Opportunity for automation
Jan. 4, 2012
by Jerry Karczewski
A 2005 report by the Danish Meat Institute entitled “Automation – The Meat Plant of the Future” mapped out what a future pork and beef slaughter plant would look like. While the pork plant of the future would incorporate automation in 13 distinct areas, the beef plant of the future would incorporate automation in just four areas, leaving the bulk of the work to be done by humans.
Recently introduced technology incorporates intelligent robots to do the “heavy lifting” in the industrial world, but the application to beef slaughter has not been implemented as quickly as some industries.
Obstacles to automation in beef are several. Niels Madsen of the Danish Meat Institute points to these challenges: lack of uniformity in the carcasses and high investment costs; the challenge of retrofitting automated solutions into existing facilities; and the opportunities to automate are in many cases still opportunities.

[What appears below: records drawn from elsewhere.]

//! Synthetic cost / price observation generation.
//!
//! The "true" economy is a quadratic cost curve and a power-law demand curve.
//! Observations are drawn at random quantities and perturbed with multiplicative
//! lognormal noise, then written out in the `quantity,value` text format the
//! parser consumes. Everything is driven by a seeded `StdRng`, so a seed fully
//! determines the sample.

use rand::prelude::*;
use rand::rngs::StdRng;
use rand_distr::Normal;

use crate::domain::ModelKind;
use crate::error::AppError;
use crate::models::predict;

/// Parameters of the synthetic economy and the draw.
#[derive(Debug, Clone, PartialEq)]
pub struct SampleConfig {
    pub seed: u64,
    /// Observations per block.
    pub count: usize,
    pub q_min: f64,
    pub q_max: f64,
    /// Quadratic cost `[a, b, c]`.
    pub cost_params: [f64; 3],
    /// Power-law price `[a, b]`.
    pub price_params: [f64; 2],
    /// Log-volatility of the multiplicative noise (0 = exact).
    pub noise: f64,
}

impl Default for SampleConfig {
    fn default() -> Self {
        Self {
            seed: 42,
            count: 12,
            q_min: 1.0,
            q_max: 40.0,
            cost_params: [0.15, 2.0, 40.0],
            price_params: [60.0, -0.25],
            noise: 0.04,
        }
    }
}

/// Generated observation blocks, ready for `compute`.
#[derive(Debug, Clone, PartialEq)]
pub struct SampleData {
    pub cost_text: String,
    pub revenue_text: String,
}

pub fn generate_sample(config: &SampleConfig) -> Result<SampleData, AppError> {
    if config.count < ModelKind::QuadraticCost.param_len() {
        return Err(AppError::Compute(format!(
            "Sample count must be >= {}.",
            ModelKind::QuadraticCost.param_len()
        )));
    }
    if !(config.q_min.is_finite() && config.q_max.is_finite() && config.q_min > 0.0 && config.q_max > config.q_min) {
        return Err(AppError::Compute("Invalid quantity range for sample generation.".to_string()));
    }
    if !(config.noise.is_finite() && config.noise >= 0.0) {
        return Err(AppError::Compute("Sample noise must be finite and >= 0.".to_string()));
    }

    let mut rng = StdRng::seed_from_u64(config.seed);
    let normal = Normal::new(0.0, 1.0)
        .map_err(|e| AppError::Compute(format!("Noise distribution error: {e}")))?;

    let cost_text = draw_block(&mut rng, &normal, config, ModelKind::QuadraticCost, &config.cost_params);
    let revenue_text = draw_block(&mut rng, &normal, config, ModelKind::PowerLawPrice, &config.price_params);

    Ok(SampleData {
        cost_text,
        revenue_text,
    })
}

fn draw_block(
    rng: &mut StdRng,
    normal: &Normal<f64>,
    config: &SampleConfig,
    model: ModelKind,
    params: &[f64],
) -> String {
    let mut quantities: Vec<f64> = (0..config.count)
        .map(|_| round_1dp(rng.gen_range(config.q_min..=config.q_max)))
        .collect();
    quantities.sort_by(|a, b| a.partial_cmp(b).unwrap_or(std::cmp::Ordering::Equal));

    // Mean-corrected lognormal: E[exp(σz - σ²/2)] = 1.
    let correction = 0.5 * config.noise * config.noise;
    quantities
        .iter()
        .map(|&q| {
            let z = normal.sample(rng);
            let value = predict(model, q, params) * (config.noise * z - correction).exp();
            format!("{q:.1},{value:.2}")
        })
        .collect::<Vec<_>>()
        .join("\n")
}

fn round_1dp(v: f64) -> f64 {
    (v * 10.0).round() / 10.0
}

#[cfg(test)]
mod tests {
    use super::*;
    use crate::io::ingest::{COST_BLOCK, REVENUE_BLOCK, parse_observations};

    #[test]
    fn same_seed_same_sample() {
        let config = SampleConfig::default();
        assert_eq!(generate_sample(&config).unwrap(), generate_sample(&config).unwrap());

        let other = SampleConfig { seed: 7, ..config.clone() };
        assert_ne!(generate_sample(&config).unwrap(), generate_sample(&other).unwrap());
    }

    #[test]
    fn sample_parses_into_sorted_blocks() {
        let config = SampleConfig::default();
        let sample = generate_sample(&config).unwrap();
        let cost = parse_observations(COST_BLOCK, &sample.cost_text).unwrap();
        let price = parse_observations(REVENUE_BLOCK, &sample.revenue_text).unwrap();
        assert_eq!(cost.len(), config.count);
        assert_eq!(price.len(), config.count);
        assert!(cost.quantities.windows(2).all(|w| w[0] <= w[1]));
        assert!(price.quantities.iter().all(|&q| q >= config.q_min && q <= config.q_max));
    }

    #[test]
    fn noiseless_sample_matches_models() {
        let config = SampleConfig {
            noise: 0.0,
            ..SampleConfig::default()
        };
        let sample = generate_sample(&config).unwrap();
        let cost = parse_observations(COST_BLOCK, &sample.cost_text).unwrap();
        for (q, y) in cost.iter() {
            let expected = predict(ModelKind::QuadraticCost, q, &config.cost_params);
            assert!((y - expected).abs() <= 0.005 + 1e-9, "q={q} y={y} expected={expected}");
        }
    }

    #[test]
    fn rejects_too_small_count() {
        let config = SampleConfig {
            count: 2,
            ..SampleConfig::default()
        };
        assert!(generate_sample(&config).is_err());
    }

    #[test]
    fn default_sample_runs_through_pipeline() {
        let sample = generate_sample(&SampleConfig::default()).unwrap();
        let out = crate::app::pipeline::compute(&sample.cost_text, &sample.revenue_text, 0, 60).unwrap();
        assert!(out.summary.max_profit.is_finite());
        assert!(!out.summary.break_evens.is_empty());
    }
}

Vincent Volpe, president of Jarvis Products, a long-time manufacturer of slaughter equipment, has been around processing plants for much of his life and agrees the adoption of automation by processors is hindered. “It’s a slow evolution,” he says. “There are two obstacles. The first is the footprint. These robots take up more space than the existing equipment, and it’s hard to fit into the existing space in most plants. The second is the expense. Robots are expensive and might not pay back as fast as companies like.”
Volpe’s comments are echoed by the general manager of a large Midwestern plant. Lamenting the dearth of automation on his slaughter floor, he says, “I’ve seen some automation, like the Davis hide puller, but they are few and far between. I can’t afford to be an R&D plant for equipment manufacturers, and [the company] isn’t going to put up the capital for equipment that takes longer than three years to pay back.”
There is another factor that has determined the path of automation in the beef-slaughter world. Summing up the direction of automation today, one established equipment manufacturer recounts the following story:
“We had developed an automatic hock cutter for one of the larger beef packers in the early 1990s, and had the prototype installed in one of their plants. The testing was progressing well and it looked like it had the potential to be used in the several plants of this company, with significant cost savings. Just about that time some kids got sick in Oregon, and the whole E. coli: O157 issue exploded. Necessarily, the company refocused it’s priorities on food safety, but the hock cutter never made it any further than that prototype. And that’s kind of been the story of automation in beef slaughter.”
If mainline slaughter automation has been a slow evolution, food-safety innovation has been a revolution.
Manufacturers and beef processors alike agree that most of the innovation and automation in recent years has taken place on the food-safety front. One slaughter operations manager comments: “I haven’t seen a lot of change on the labor-efficiency side of automation, but there is a ton of innovation on the food-safety side.” Citing improvements in chemical, thermal and physical interventions, he says, “We’ve got projects going on in several of our plants, from new bromine-based chemicals, new spray systems for the head, tongue and carcass, and a brush system like a car wash to treat high-risk areas such as the neck. There is so much going on, sometimes it makes your head spin.”
The impact of this focus is seen not only in the beef plant, but also upstream in the supplier manufacturing world. The recent acquisition of Chad, a spray cabinet solutions company, by Birko, a chemical-solutions company, combines two prominent pieces of the battle to improve food safety in the beef world. The synergy of such a combination has the potential to bring about more improvement.
Arrowsight Inc. had a history of using remote video auditing (RVA) to help hospitals improve sanitary processes in the operating room, significantly reducing serious problems like hospital-acquired staph infection. It is using the same technology to improve sanitary practices of employees on the slaughter floor in plants of some of the industry’s largest processing companies.
CAT2, a software-solution provider, has developed programs to deliver real-time plant monitoring systems to not only identify process variation as it occurs, but also the protocol to manage the correction of deficiencies on a real time basis. The real-time information helps identify and solve variation sooner, and the analytical piece helps identify trends to improve problem areas long term.
I had the opportunity to work with the Arrowsight system and the CAT2 program at the Cargill Regional Beef plant in Milwaukee and witnessed their impact. Both systems were process improvement tools, and the ancillary benefit of involving production workers in food safety improved employee engagement at the plant.
Slow and steady course
Necessity is the mother of invention, and has driven many changes in food-safety equipment and practices on the slaughter floor. While automation of the mainline slaughter process is slow, there are glimmers of change. Projects are underway to develop solutions to such areas as head removal, two-piece hide removal, split saw automation and others.
The need to automate these and other processes is greater than ever before. Beef slaughter is an incredibly labor intensive business with a dwindling labor supply, and there is no better time to apply the benefits of automation to beef slaughter operations. While the obstacles are real, so is the consequence of failing to overcome them.